*TASK GOAL*.
Below are some entries; set them all down exactly.

*THE DATA*.
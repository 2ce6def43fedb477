use async_trait::async_trait;
use chrono::{DateTime, Utc};
use serde::{Deserialize, Serialize};
use uuid::Uuid;

use shared_models::{Appointment, AppointmentStatus, Patient};

use crate::error::{NotificationError, ProviderError, StoreError};

/// Filter for appointment lookups. All fields are optional and combined
/// conjunctively; `active_only` keeps scheduled/confirmed/in-progress rows.
#[derive(Debug, Clone, Default, Serialize, Deserialize)]
pub struct AppointmentQuery {
    pub practitioner_id: Option<Uuid>,
    pub patient_id: Option<Uuid>,
    pub from: Option<DateTime<Utc>>,
    pub to: Option<DateTime<Utc>>,
    pub active_only: bool,
}

impl AppointmentQuery {
    pub fn active_for_practitioner(practitioner_id: Uuid) -> Self {
        Self {
            practitioner_id: Some(practitioner_id),
            active_only: true,
            ..Self::default()
        }
    }

    pub fn active_for_patient(patient_id: Uuid) -> Self {
        Self {
            patient_id: Some(patient_id),
            active_only: true,
            ..Self::default()
        }
    }

    pub fn between(mut self, from: DateTime<Utc>, to: DateTime<Utc>) -> Self {
        self.from = Some(from);
        self.to = Some(to);
        self
    }
}

/// The authoritative appointment store. It owns persistence and enforces one
/// uniqueness constraint per (practitioner, start-time) to back up in-process
/// conflict checks.
#[async_trait]
pub trait AppointmentStore: Send + Sync {
    /// Appointments matching the query, ordered by start time ascending.
    async fn find(&self, query: &AppointmentQuery) -> Result<Vec<Appointment>, StoreError>;

    async fn create(&self, appointment: Appointment) -> Result<Appointment, StoreError>;

    /// Appointments are never deleted; cancellation and rescheduling are
    /// status transitions (audit requirement).
    async fn update_status(
        &self,
        id: Uuid,
        status: AppointmentStatus,
        reason: Option<&str>,
    ) -> Result<Appointment, StoreError>;
}

#[async_trait]
pub trait PatientStore: Send + Sync {
    async fn find_by_id(&self, id: Uuid) -> Result<Option<Patient>, StoreError>;

    /// Past appointments for no-show scoring, ordered by start time ascending.
    async fn find_history(&self, patient_id: Uuid) -> Result<Vec<Appointment>, StoreError>;
}

/// Fire-and-forget outbound messaging. Failures are logged by callers, never
/// propagated into user-facing flows.
#[async_trait]
pub trait NotificationGateway: Send + Sync {
    async fn notify(&self, recipient: &str, message: &str) -> Result<(), NotificationError>;
}

/// Optional natural-language surface: rephrases a drafted reply given the
/// user's utterance. The engine always works without one.
#[async_trait]
pub trait ReplyProvider: Send + Sync {
    async fn render_reply(&self, utterance: &str, draft: &str) -> Result<String, ProviderError>;
}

*THE ANSWER*.
repository 2ce6def43fedb477
use async_trait::async_trait;
use chrono::{DateTime, Utc};
use serde::{Deserialize, Serialize};
use uuid::Uuid;

use shared_models::{Appointment, AppointmentStatus, Patient};

use crate::error::{NotificationError, ProviderError, StoreError};

/// Filter for appointment lookups. All fields are optional and combined
/// conjunctively; `active_only` keeps scheduled/confirmed/in-progress rows.
#[derive(Debug, Clone, Default, Serialize, Deserialize)]
pub struct AppointmentQuery {
    pub practitioner_id: Option<Uuid>,
    pub patient_id: Option<Uuid>,
    pub from: Option<DateTime<Utc>>,
    pub to: Option<DateTime<Utc>>,
    pub active_only: bool,
}

impl AppointmentQuery {
    pub fn active_for_practitioner(practitioner_id: Uuid) -> Self {
        Self {
            practitioner_id: Some(practitioner_id),
            active_only: true,
            ..Self::default()
        }
    }

    pub fn active_for_patient(patient_id: Uuid) -> Self {
        Self {
            patient_id: Some(patient_id),
            active_only: true,
            ..Self::default()
        }
    }

    pub fn between(mut self, from: DateTime<Utc>, to: DateTime<Utc>) -> Self {
        self.from = Some(from);
        self.to = Some(to);
        self
    }
}

/// The authoritative appointment store. It owns persistence and enforces one
/// uniqueness constraint per (practitioner, start-time) to back up in-process
/// conflict checks.
#[async_trait]
pub trait AppointmentStore: Send + Sync {
    /// Appointments matching the query, ordered by start time ascending.
    async fn find(&self, query: &AppointmentQuery) -> Result<Vec<Appointment>, StoreError>;

    async fn create(&self, appointment: Appointment) -> Result<Appointment, StoreError>;

    /// Appointments are never deleted; cancellation and rescheduling are
    /// status transitions (audit requirement).
    async fn update_status(
        &self,
        id: Uuid,
        status: AppointmentStatus,
        reason: Option<&str>,
    ) -> Result<Appointment, StoreError>;
}

#[async_trait]
pub trait PatientStore: Send + Sync {
    async fn find_by_id(&self, id: Uuid) -> Result<Option<Patient>, StoreError>;

    /// Past appointments for no-show scoring, ordered by start time ascending.
    async fn find_history(&self, patient_id: Uuid) -> Result<Vec<Appointment>, StoreError>;
}

/// Fire-and-forget outbound messaging. Failures are logged by callers, never
/// propagated into user-facing flows.
#[async_trait]
pub trait NotificationGateway: Send + Sync {
    async fn notify(&self, recipient: &str, message: &str) -> Result<(), NotificationError>;
}

/// Optional natural-language surface: rephrases a drafted reply given the
/// user's utterance. The engine always works without one.
#[async_trait]
pub trait ReplyProvider: Send + Sync {
    async fn render_reply(&self, utterance: &str, draft: &str) -> Result<String, ProviderError>;
}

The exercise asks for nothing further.